Propeller system with electronically controlled cyclic and collective blade pitch
Abstract
A plurality of blades extend radially from a hub which is rotated by a motor about a drive axis. Each blade has a root which is rotatably connected to the hub so that it can be independently twisted to vary the pitch thereof relative to the drive axis. A plurality of electromagnets are annularly positioned adjacent the hub so that permanent magnets connected to the roots of corresponding blades can be attracted and/or repelled to induce twisting motion in the blades as the hub rotates about its drive axis. A control circuit receives input commands for a manual control device and causes predetermined electrical signals to be applied to the electromagnets for simultaneously varying the pitch of the blades. The pitch of the blades can be varied cyclically and collectively in accordance with any real continuous function, and not just sinusoidally as in the case of prior mechanical linkages employing swash plates. A vessel equipped with the propeller system at the fore and aft ends thereof can be precisely maneuvered in six degrees of freedom.
Claims
exact text as granted — not AI-modifiedWe claim:
1. A propeller system, comprising: a plurality of blades; hub means for supporting the blades for rotation about a common drive axis and so that each blade can be independently twisted about a corresponding blade axis to vary the pitch of the blade relative to the drive axis; and means for rotating the hub means about the drive axis and for twisting the blades to non-sinusoidally vary a cyclic pitch and a collective pitch of the blades during rotation of the hub means, including a plurality of permanent magnets, each rigidly connected to a root of a corresponding blade.
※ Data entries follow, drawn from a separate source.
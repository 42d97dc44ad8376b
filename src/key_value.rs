use std::mem;

#[derive(Clone, Debug, Eq, PartialEq)]
pub struct KeyValue<K, V> {
    key: K,
    value: V,
}

impl<K, V> KeyValue<K, V> {
    pub fn new(key: K, value: V) -> Self {
        Self { key, value }
    }

    pub fn key(&self) -> &K {
        &self.key
    }

    pub fn value(&self) -> &V {
        &self.value
    }

    pub fn value_mut(&mut self) -> &mut V {
        &mut self.value
    }

    /// Swaps in a new value, returning the old one.
    pub fn replace_value(&mut self, value: V) -> V {
        mem::replace(&mut self.value, value)
    }

    pub fn into_pair(self) -> (K, V) {
        (self.key, self.value)
    }
}
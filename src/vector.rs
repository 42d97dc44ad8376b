//! Persistent list on a 32-way trie with a tail buffer.
//!
//! Elements live in leaves of 32 below branch nodes selecting 5 bits of the
//! index per level. The last partial leaf is kept apart as the tail, so
//! appends and removals at the end mostly touch the tail alone. The tail is
//! folded into the trie as soon as it fills up.

use crate::{
    config::{BITS_PER_LEVEL, BRANCH_FACTOR, LEVEL_MASK},
    error::{Error, Result},
};
use std::{
    fmt::{self, Debug, Formatter},
    hash::{Hash, Hasher},
    iter::FusedIterator,
    mem,
    ops::Index,
    slice,
    sync::Arc,
};
use tracing::trace;

#[derive(Clone, Debug)]
enum VectorNode<T> {
    Branch(Vec<Arc<VectorNode<T>>>),
    Leaf(Vec<T>),
}

impl<T> VectorNode<T> {
    fn is_empty_branch(&self) -> bool {
        matches!(self, VectorNode::Branch(children) if children.is_empty())
    }
}

/// Builds the spine from a node at `level` down to a leaf.
fn new_path<T>(level: u32, leaf: Vec<T>) -> Arc<VectorNode<T>> {
    if level == 0 {
        Arc::new(VectorNode::Leaf(leaf))
    } else {
        Arc::new(VectorNode::Branch(vec![new_path(
            level - BITS_PER_LEVEL,
            leaf,
        )]))
    }
}

fn slot(index: usize, level: u32) -> usize {
    (index >> level) & LEVEL_MASK
}

/// Persistent list.
///
/// Note that every method does not modify the original list but creates a
/// new one if necessary.
pub struct PersistentVector<T> {
    len: usize,
    /// Bits of the index below the root level, 5 * (depth - 1).
    shift: u32,
    root: Arc<VectorNode<T>>,
    tail: Arc<Vec<T>>,
}

impl<T> Clone for PersistentVector<T> {
    fn clone(&self) -> Self {
        Self {
            len: self.len,
            shift: self.shift,
            root: self.root.clone(),
            tail: self.tail.clone(),
        }
    }
}

impl<T> Default for PersistentVector<T> {
    fn default() -> Self {
        Self::new()
    }
}

impl<T> PersistentVector<T> {
    pub fn new() -> Self {
        Self {
            len: 0,
            shift: BITS_PER_LEVEL,
            root: Arc::new(VectorNode::Branch(Vec::new())),
            tail: Arc::new(Vec::new()),
        }
    }

    pub fn len(&self) -> usize {
        self.len
    }

    pub fn is_empty(&self) -> bool {
        self.len == 0
    }

    /// Index of the first element in the tail.
    fn tail_offset(&self) -> usize {
        self.len - self.tail.len()
    }

    pub fn get(&self, index: usize) -> Option<&T> {
        if index >= self.len {
            return None;
        }

        self.chunk(index).first()
    }

    pub fn first(&self) -> Option<&T> {
        self.get(0)
    }

    pub fn last(&self) -> Option<&T> {
        self.get(self.len.checked_sub(1)?)
    }

    /// Returns the elements from `index` to the end of the leaf or tail
    /// holding it.
    fn chunk(&self, index: usize) -> &[T] {
        if index >= self.tail_offset() {
            return &self.tail[index - self.tail_offset()..];
        }

        let mut node = &*self.root;
        let mut level = self.shift;

        loop {
            match node {
                VectorNode::Branch(children) => match children.get(slot(index, level)) {
                    Some(child) => {
                        node = child;
                        level = level.saturating_sub(BITS_PER_LEVEL);
                    }
                    None => return &[],
                },
                VectorNode::Leaf(values) => return &values[index & LEVEL_MASK..],
            }
        }
    }

    pub fn iter(&self) -> Iter<'_, T> {
        Iter {
            vector: self,
            chunk: [].iter(),
            next_index: 0,
            remaining: self.len,
        }
    }

    /// Returns `true` if both lists share their trie and tail.
    pub fn ptr_eq(&self, other: &Self) -> bool {
        self.len == other.len
            && Arc::ptr_eq(&self.root, &other.root)
            && Arc::ptr_eq(&self.tail, &other.tail)
    }
}

impl<T: Clone> PersistentVector<T> {
    fn push_mut(&mut self, value: T) {
        Arc::make_mut(&mut self.tail).push(value);
        self.len += 1;

        if self.tail.len() == BRANCH_FACTOR {
            let tail = mem::replace(&mut self.tail, Arc::new(Vec::with_capacity(BRANCH_FACTOR)));
            self.push_leaf(Arc::try_unwrap(tail).unwrap_or_else(|tail| (*tail).clone()));
        }
    }

    /// Attaches a full leaf after the last one in the trie.
    fn push_leaf(&mut self, leaf: Vec<T>) {
        let index = self.len - BRANCH_FACTOR;

        if index == 1 << (self.shift + BITS_PER_LEVEL) {
            trace!(len = self.len, shift = self.shift, "adding a vector trie level");

            let root = mem::replace(&mut self.root, Arc::new(VectorNode::Branch(Vec::new())));
            self.root = Arc::new(VectorNode::Branch(vec![root, new_path(self.shift, leaf)]));
            self.shift += BITS_PER_LEVEL;
        } else {
            attach_leaf(&mut self.root, self.shift, index, leaf);
        }
    }

    fn pop_mut(&mut self) -> Option<T> {
        if self.len == 0 {
            return None;
        }

        if self.tail.is_empty() {
            self.tail = Arc::new(self.pop_leaf());
        }

        let value = Arc::make_mut(&mut self.tail).pop();
        self.len -= 1;

        value
    }

    /// Detaches the last leaf of the trie, dropping levels left with a single
    /// child.
    fn pop_leaf(&mut self) -> Vec<T> {
        let leaf = detach_leaf(&mut self.root, self.shift);

        while self.shift > BITS_PER_LEVEL {
            let child = match &*self.root {
                VectorNode::Branch(children) if children.len() == 1 => children[0].clone(),
                _ => break,
            };

            trace!(len = self.len, shift = self.shift, "dropping a vector trie level");

            self.root = child;
            self.shift -= BITS_PER_LEVEL;
        }

        leaf
    }

    fn get_mut(&mut self, index: usize) -> Option<&mut T> {
        if index >= self.len {
            return None;
        }

        let tail_offset = self.tail_offset();

        if index >= tail_offset {
            Arc::make_mut(&mut self.tail).get_mut(index - tail_offset)
        } else {
            value_mut(&mut self.root, self.shift, index)
        }
    }

    fn set_mut(&mut self, index: usize, value: T) -> Result<T> {
        let len = self.len;

        match self.get_mut(index) {
            Some(slot) => Ok(mem::replace(slot, value)),
            None => Err(Error::IndexOutOfBounds { index, len }),
        }
    }

    /// Inserts at `index` by popping the suffix and pushing it back behind
    /// the new element.
    fn insert_mut(&mut self, index: usize, value: T) -> Result<()> {
        if index > self.len {
            return Err(Error::IndexOutOfBounds {
                index,
                len: self.len,
            });
        }

        let suffix = self.split_off(index);
        self.push_mut(value);
        self.extend_reversed(suffix);

        Ok(())
    }

    fn remove_mut(&mut self, index: usize) -> Result<T> {
        if index >= self.len {
            return Err(Error::IndexOutOfBounds {
                index,
                len: self.len,
            });
        }

        let suffix = self.split_off(index + 1);
        let value = self.pop_mut();
        self.extend_reversed(suffix);

        value.ok_or(Error::IndexOutOfBounds {
            index,
            len: self.len,
        })
    }

    /// Pops elements down to `len`, returning them last first.
    fn split_off(&mut self, len: usize) -> Vec<T> {
        let mut suffix = Vec::with_capacity(self.len - len);

        while self.len > len {
            suffix.extend(self.pop_mut());
        }

        suffix
    }

    fn extend_reversed(&mut self, mut suffix: Vec<T>) {
        while let Some(value) = suffix.pop() {
            self.push_mut(value);
        }
    }

    /// Keeps the elements matching a predicate, returning how many went.
    fn retain_mut(&mut self, mut predicate: impl FnMut(&T) -> bool) -> usize {
        let kept = self
            .iter()
            .filter(|&value| predicate(value))
            .cloned()
            .collect::<Vec<_>>();
        let removed = self.len - kept.len();

        if removed > 0 {
            *self = kept.into_iter().collect();
        }

        removed
    }
}

fn attach_leaf<T: Clone>(node: &mut Arc<VectorNode<T>>, level: u32, index: usize, leaf: Vec<T>) {
    let VectorNode::Branch(children) = Arc::make_mut(node) else {
        unreachable!("leaf above the bottom level")
    };

    if level == BITS_PER_LEVEL {
        children.push(Arc::new(VectorNode::Leaf(leaf)));
    } else if let Some(child) = children.get_mut(slot(index, level)) {
        attach_leaf(child, level - BITS_PER_LEVEL, index, leaf);
    } else {
        children.push(new_path(level - BITS_PER_LEVEL, leaf));
    }
}

fn detach_leaf<T: Clone>(node: &mut Arc<VectorNode<T>>, level: u32) -> Vec<T> {
    let VectorNode::Branch(children) = Arc::make_mut(node) else {
        unreachable!("leaf above the bottom level")
    };

    if level == BITS_PER_LEVEL {
        return match children.pop() {
            Some(leaf) => into_values(leaf),
            None => unreachable!("popping a leaf from an empty trie"),
        };
    }

    let Some(child) = children.last_mut() else {
        unreachable!("popping a leaf from an empty trie")
    };
    let leaf = detach_leaf(child, level - BITS_PER_LEVEL);

    if child.is_empty_branch() {
        children.pop();
    }

    leaf
}
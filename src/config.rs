//! Trie geometry shared by the hash and vector tries.

/// Bits of hash or index consumed per trie level.
pub const BITS_PER_LEVEL: u32 = 5;

/// Children per branch node.
pub const BRANCH_FACTOR: usize = 1 << BITS_PER_LEVEL;

/// Mask selecting one level's worth of bits.
pub const LEVEL_MASK: usize = BRANCH_FACTOR - 1;

/// Width of the hash codes the hash trie is keyed on.
pub const HASH_BITS: u32 = 32;

/// Shift of the deepest hash level. Its fragment only has the top two bits
/// left; keys still colliding past it share their whole hash code.
pub const MAX_SHIFT: u32 = (HASH_BITS - 1) / BITS_PER_LEVEL * BITS_PER_LEVEL;
fn insert<K: Clone + Eq, V: Clone>(
    node: &mut Arc<Node<K, V>>,
    hash: u32,
    key: K,
    value: V,
    shift: u32,
) -> Option<V> {
    match Arc::make_mut(node) {
        Node::Branch { bitmap, slots } => {
            let fragment = fragment(hash, shift);
            let index = bitmap.index(fragment);

            if !bitmap.get(fragment) {
                *bitmap = bitmap.set(fragment);
                slots.insert(index, Slot::Entry(hash, KeyValue::new(key, value)));

                return None;
            }

            match &mut slots[index] {
                Slot::Node(child) => return insert(child, hash, key, value, shift + BITS_PER_LEVEL),
                Slot::Entry(entry_hash, entry) => {
                    if *entry_hash == hash && entry.key() == &key {
                        return Some(entry.replace_value(value));
                    }
                }
            }

            let Slot::Entry(existing_hash, existing) = slots.remove(index) else {
                unreachable!("slot changed kind while splitting")
            };

            slots.insert(
                index,
                Slot::Node(Arc::new(Node::pair(
                    existing_hash,
                    existing,
                    hash,
                    KeyValue::new(key, value),
                    shift + BITS_PER_LEVEL,
                ))),
            );

            None
        }
        Node::Collision { entries, .. } => {
            if let Some(entry) = entries.iter_mut().find(|entry| entry.key() == &key) {
                return Some(entry.replace_value(value));
            }

            entries.push(KeyValue::new(key, value));

            None
        }
    }
}

fn find_mut<'a, K, V, Q>(
    node: &'a mut Arc<Node<K, V>>,
    hash: u32,
    key: &Q,
    shift: u32,
) -> Option<&'a mut KeyValue<K, V>>
where
    K: Clone + Borrow<Q>,
    V: Clone,
    Q: Eq + ?Sized,
{
    match Arc::make_mut(node) {
        Node::Branch { bitmap, slots } => {
            let fragment = fragment(hash, shift);

            if !bitmap.get(fragment) {
                return None;
            }

            match &mut slots[bitmap.index(fragment)] {
                Slot::Entry(entry_hash, entry) => {
                    (*entry_hash == hash && key == entry.key().borrow()).then_some(entry)
                }
                Slot::Node(child) => find_mut(child, hash, key, shift + BITS_PER_LEVEL),
            }
        }
        Node::Collision { entries, .. } => {
            entries.iter_mut().find(|entry| key == entry.key().borrow())
        }
    }
}
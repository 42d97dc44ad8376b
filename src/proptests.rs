use crate::{
    HashMapBuilder, PersistentHashMap, PersistentHashSet, PersistentOrderedMap, PersistentVector,
};

use proptest::prelude::*;
use std::collections::{HashMap, HashSet};

#[derive(Clone, Debug)]
enum Op {
    Put(u16, u32),
    Remove(u16),
    Get(u16),
    Snapshot,
}

#[derive(Clone, Debug)]
enum ListOp {
    Add(u32),
    Set(usize, u32),
    AddAt(usize, u32),
    RemoveAt(usize),
    RemoveLast,
}

fn key_strategy() -> impl Strategy<Value = u16> + Clone {
    // A narrow key range makes removals of present keys common.
    0u16..512
}

fn ops_strategy() -> impl Strategy<Value = Vec<Op>> {
    let key = key_strategy();
    let op = prop_oneof![
        50 => (key.clone(), any::<u32>()).prop_map(|(k, v)| Op::Put(k, v)),
        30 => key.clone().prop_map(Op::Remove),
        18 => key.clone().prop_map(Op::Get),
        2 => Just(Op::Snapshot),
    ];
    prop::collection::vec(op, 0..=2000)
}

fn list_ops_strategy() -> impl Strategy<Value = Vec<ListOp>> {
    let op = prop_oneof![
        60 => any::<u32>().prop_map(ListOp::Add),
        10 => (any::<usize>(), any::<u32>()).prop_map(|(i, v)| ListOp::Set(i, v)),
        10 => (any::<usize>(), any::<u32>()).prop_map(|(i, v)| ListOp::AddAt(i, v)),
        10 => any::<usize>().prop_map(ListOp::RemoveAt),
        10 => Just(ListOp::RemoveLast),
    ];
    prop::collection::vec(op, 0..=3000)
}

proptest! {
    #![proptest_config(ProptestConfig {
        cases: 128,
        .. ProptestConfig::default()
    })]

    #[test]
    fn prop_hash_map_equivalence(ops in ops_strategy()) {
        let mut map = PersistentHashMap::new();
        let mut reference = HashMap::new();
        let mut snapshots = vec![];

        for op in ops {
            match op {
                Op::Put(key, value) => {
                    map = map.put(key, value);
                    reference.insert(key, value);
                }
                Op::Remove(key) => {
                    map = map.remove(&key);
                    reference.remove(&key);
                }
                Op::Get(key) => {
                    prop_assert_eq!(map.get(&key), reference.get(&key));
                }
                Op::Snapshot => snapshots.push((map.clone(), reference.clone())),
            }

            prop_assert_eq!(map.len(), reference.len());
        }

        prop_assert_eq!(map.clone().into_iter().collect::<HashMap<_, _>>(), reference);

        for (snapshot, expected) in snapshots {
            prop_assert_eq!(snapshot.into_iter().collect::<HashMap<_, _>>(), expected);
        }
    }

    #[test]
    fn prop_builder_matches_persistent_updates(ops in ops_strategy()) {
        let mut map = PersistentHashMap::new();
        let mut builder = HashMapBuilder::new();
        let mut built = vec![];

        for op in ops {
            match op {
                Op::Put(key, value) => {
                    map = map.put(key, value);
                    builder.put(key, value);
                }
                Op::Remove(key) => {
                    map = map.remove(&key);
                    builder.remove(&key);
                }
                Op::Get(key) => {
                    prop_assert_eq!(builder.get(&key), map.get(&key));
                }
                Op::Snapshot => built.push((builder.build(), map.clone())),
            }
        }

        prop_assert_eq!(builder.build(), map);

        for (snapshot, expected) in built {
            prop_assert_eq!(snapshot, expected);
        }
    }

    #[test]
    fn prop_ordered_map_keeps_insertion_order(ops in ops_strategy()) {
        let mut map = PersistentOrderedMap::new();
        let mut reference: Vec<(u16, u32)> = vec![];

        for op in ops {
            match op {
                Op::Put(key, value) => {
                    map = map.put(key, value);

                    match reference.iter_mut().find(|(other, _)| *other == key) {
                        Some(entry) => entry.1 = value,
                        None => reference.push((key, value)),
                    }
                }
                Op::Remove(key) => {
                    map = map.remove(&key);
                    reference.retain(|(other, _)| *other != key);
                }
                Op::Get(key) => {
                    let expected = reference.iter().find(|(other, _)| *other == key).map(|(_, value)| value);
                    prop_assert_eq!(map.get(&key), expected);
                }
                Op::Snapshot => {
                    let backward = map.iter().rev().map(|(k, v)| (*k, *v)).collect::<Vec<_>>();
                    prop_assert!(backward.into_iter().rev().eq(reference.iter().copied()));
                }
            }
        }

        prop_assert_eq!(map.into_iter().collect::<Vec<_>>(), reference);
    }

    #[test]
    fn prop_hash_set_equivalence(values in prop::collection::vec(key_strategy(), 0..=1000)) {
        let (added, removed) = values.split_at(values.len() / 2);
        let set = added.iter().copied().collect::<PersistentHashSet<_>>().remove_all(removed);
        let mut reference = added.iter().copied().collect::<HashSet<_>>();

        for value in removed {
            reference.remove(value);
        }

        prop_assert_eq!(set.len(), reference.len());
        prop_assert!(set.iter().all(|value| reference.contains(value)));
    }

    #[test]
    fn prop_vector_equivalence(ops in list_ops_strategy()) {
        let mut list = PersistentVector::new();
        let mut reference = vec![];

        for op in ops {
            match op {
                ListOp::Add(value) => {
                    list = list.add(value);
                    reference.push(value);
                }
                ListOp::Set(index, value) => {
                    if reference.is_empty() {
                        prop_assert!(list.set(index, value).is_err());
                    } else {
                        let index = index % reference.len();
                        list = list.set(index, value).unwrap();
                        reference[index] = value;
                    }
                }
                ListOp::AddAt(index, value) => {
                    let index = index % (reference.len() + 1);
                    list = list.add_at(index, value).unwrap();
                    reference.insert(index, value);
                }
                ListOp::RemoveAt(index) => {
                    if reference.is_empty() {
                        prop_assert!(list.remove_at(index).is_err());
                    } else {
                        let index = index % reference.len();
                        list = list.remove_at(index).unwrap();
                        reference.remove(index);
                    }
                }
                ListOp::RemoveLast => {
                    list = list.remove_last().unwrap_or_default();
                    reference.pop();
                }
            }

            prop_assert_eq!(list.len(), reference.len());
            prop_assert_eq!(list.last(), reference.last());
        }

        prop_assert!(list.iter().eq(reference.iter()));
        prop_assert!(list.into_iter().eq(reference));
    }
}
impl<K: Hash + Eq, V> PersistentOrderedMap<K, V> {
    pub fn get<Q: Hash + Eq + ?Sized>(&self, key: &Q) -> Option<&V>
    where
        K: Borrow<Q>,
    {
        self.chain.get(key)
    }

    pub fn get_key_value<Q: Hash + Eq + ?Sized>(&self, key: &Q) -> Option<(&K, &V)>
    where
        K: Borrow<Q>,
    {
        self.chain
            .hamt
            .get_key_value(key)
            .map(|(key, links)| (key, &links.value))
    }

    pub fn contains_key<Q: Hash + Eq + ?Sized>(&self, key: &Q) -> bool
    where
        K: Borrow<Q>,
    {
        self.chain.hamt.contains_key(key)
    }

    /// Returns the oldest entry.
    pub fn first(&self) -> Option<(&K, &V)> {
        self.chain.endpoint(self.chain.first.as_ref())
    }

    /// Returns the newest entry.
    pub fn last(&self) -> Option<(&K, &V)> {
        self.chain.endpoint(self.chain.last.as_ref())
    }
}

impl<K: Hash + Eq, V: PartialEq> PersistentOrderedMap<K, V> {
    pub fn contains_value(&self, value: &V) -> bool {
        self.values().any(|other| other == value)
    }

    pub fn contains_entry<Q: Hash + Eq + ?Sized>(&self, key: &Q, value: &V) -> bool
    where
        K: Borrow<Q>,
    {
        self.get(key) == Some(value)
    }
}

impl<K: Clone + Hash + Eq, V: Clone> PersistentOrderedMap<K, V> {
    pub fn builder(&self) -> OrderedMapBuilder<K, V> {
        OrderedMapBuilder {
            chain: self.chain.clone(),
            modifications: 0,
        }
    }

    /// Removes a key, joining its neighbours in the iteration order.
    #[must_use]
    pub fn remove<Q: Hash + Eq + ?Sized>(&self, key: &Q) -> Self
    where
        K: Borrow<Q>,
    {
        let mut map = self.clone();
        map.chain.remove(key);
        map
    }

    /// Removes every key of an iterator, keeping the order of the others.
    #[must_use]
    pub fn remove_all<'a, Q: Hash + Eq + ?Sized + 'a>(
        &self,
        keys: impl IntoIterator<Item = &'a Q>,
    ) -> Self
    where
        K: Borrow<Q>,
    {
        let mut builder = self.builder();

        for key in keys {
            builder.remove(key);
        }

        builder.into()
    }

    #[must_use]
    pub fn remove_if(&self, mut predicate: impl FnMut(&K, &V) -> bool) -> Self {
        let mut map = self.clone();
        map.chain.retain(|key, value| !predicate(key, value));
        map
    }

    #[must_use]
    pub fn clear(&self) -> Self {
        Self::new()
    }
}

impl<K: Clone + Hash + Eq, V: Clone + PartialEq> PersistentOrderedMap<K, V> {
    /// Appends a new key, or replaces the value of an existing one in place.
    #[must_use]
    pub fn put(&self, key: K, value: V) -> Self {
        if self.get(&key) == Some(&value) {
            return self.clone();
        }

        let mut map = self.clone();
        map.chain.insert(key, value);
        map
    }

    #[must_use]
    pub fn put_all(&self, entries: impl IntoIterator<Item = (K, V)>) -> Self {
        let mut builder = self.builder();
        builder.extend(entries);
        builder.into()
    }

    #[must_use]
    pub fn remove_entry<Q: Hash + Eq + ?Sized>(&self, key: &Q, value: &V) -> Self
    where
        K: Borrow<Q>,
    {
        if self.contains_entry(key, value) {
            self.remove(key)
        } else {
            self.clone()
        }
    }
}

impl<K: Hash + Eq, V: PartialEq> PartialEq for PersistentOrderedMap<K, V> {
    fn eq(&self, other: &Self) -> bool {
        self.len() == other.len()
            && self
                .iter()
                .all(|(key, value)| other.get(key) == Some(value))
    }
}

impl<K: Hash + Eq, V: Eq> Eq for PersistentOrderedMap<K, V> {}

impl<K: Hash + Eq, V: PartialEq> PartialEq<PersistentHashMap<K, V>> for PersistentOrderedMap<K, V> {
    fn eq(&self, other: &PersistentHashMap<K, V>) -> bool {
        self.len() == other.len()
            && self
                .iter()
                .all(|(key, value)| other.get(key) == Some(value))
    }
}

impl<K: Hash + Eq, V: PartialEq> PartialEq<PersistentOrderedMap<K, V>> for PersistentHashMap<K, V> {
    fn eq(&self, other: &PersistentOrderedMap<K, V>) -> bool {
        other == self
    }
}

/// Hashes like a [`PersistentHashMap`] with the same entries.
impl<K: Hash + Eq, V: Hash> Hash for PersistentOrderedMap<K, V> {
    fn hash<H: Hasher>(&self, state: &mut H) {
        state.write_usize(self.len());
        state.write_u64(entries_hash(self.iter()));
    }
}

impl<K: Debug + Hash + Eq, V: Debug> Debug for PersistentOrderedMap<K, V> {
    fn fmt(&self, formatter: &mut Formatter<'_>) -> fmt::Result {
        formatter.debug_map().entries(self.iter()).finish()
    }
}

/// # Panics
///
/// Panics if the key is absent.
impl<K, V, Q> Index<&Q> for PersistentOrderedMap<K, V>
where
    K: Hash + Eq + Borrow<Q>,
    Q: Hash + Eq + ?Sized,
{
    type Output = V;

    fn index(&self, key: &Q) -> &V {
        match self.get(key) {
            Some(value) => value,
            None => panic!("key not found in map"),
        }
    }
}

impl<K: Clone + Hash + Eq, V: Clone + PartialEq> FromIterator<(K, V)> for PersistentOrderedMap<K, V> {
    fn from_iter<I: IntoIterator<Item = (K, V)>>(iterator: I) -> Self {
        let mut builder = OrderedMapBuilder::new();
        builder.extend(iterator);
        builder.into()
    }
}

impl<'a, K: Hash + Eq, V> IntoIterator for &'a PersistentOrderedMap<K, V> {
    type IntoIter = Iter<'a, K, V>;
    type Item = (&'a K, &'a V);

    fn into_iter(self) -> Self::IntoIter {
        self.iter()
    }
}

impl<K: Clone + Hash + Eq, V: Clone> IntoIterator for PersistentOrderedMap<K, V> {
    type IntoIter = IntoIter<K, V>;
    type Item = (K, V);

    fn into_iter(self) -> Self::IntoIter {
        IntoIter {
            next: self.chain.first.clone(),
            remaining: self.len(),
            chain: self.chain,
        }
    }
}

/// Iterator following the chain from both of its ends.
pub struct Iter<'a, K, V> {
    hamt: &'a Hamt<K, Links<K, V>>,
    front: Option<&'a K>,
    back: Option<&'a K>,
    remaining: usize,
}

impl<'a, K: Hash + Eq, V> Iterator for Iter<'a, K, V> {
    type Item = (&'a K, &'a V);

    fn next(&mut self) -> Option<Self::Item> {
        if self.remaining == 0 {
            return None;
        }

        let hamt = self.hamt;
        let key = self.front?;
        let links = hamt.get(key)?;
        self.front = links.next.as_ref();
        self.remaining -= 1;

        Some((key, &links.value))
    }

    fn size_hint(&self) -> (usize, Option<usize>) {
        (self.remaining, Some(self.remaining))
    }
}

impl<K: Hash + Eq, V> DoubleEndedIterator for Iter<'_, K, V> {
    fn next_back(&mut self) -> Option<Self::Item> {
        if self.remaining == 0 {
            return None;
        }

        let hamt = self.hamt;
        let key = self.back?;
        let links = hamt.get(key)?;
        self.back = links.previous.as_ref();
        self.remaining -= 1;

        Some((key, &links.value))
    }
}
2. A propeller system according to claim 1 wherein the hub rotating and pitch varying means further includes a plurality of electromagnets for inducing motion of the permanent magnets to thereby twist the blades when electrical signals are applied to the electromagnets.
3. A propeller system according to claim 2 wherein the hub rotating and pitch varying means further includes control means for generating the electrical signals in response to a set of commands inputted thereto.
4. A propeller system according to claim 3 wherein the control means includes at least one manual control device for generating analog electrical signals representative of the set of commands inputted by manual actuation of the control device, a digital processor, a memory connected to the processor for storing a control program, an analog-to-digital converter operatively connecting the manual control device and the processor, a plurality of amplifiers each operatively connected to a corresponding one of the electromagnets for energizing the same, a sensor for inputting an electrical signal to the processor representative of an angular position of the hub means relative to the drive axis, and a digital-to-analog converter operatively connecting the processor and the amplifiers for allowing the processor to cause predetermined electrical signals to be applied to the amplifiers in accordance with the inputted commands, the angular position signal and the control program.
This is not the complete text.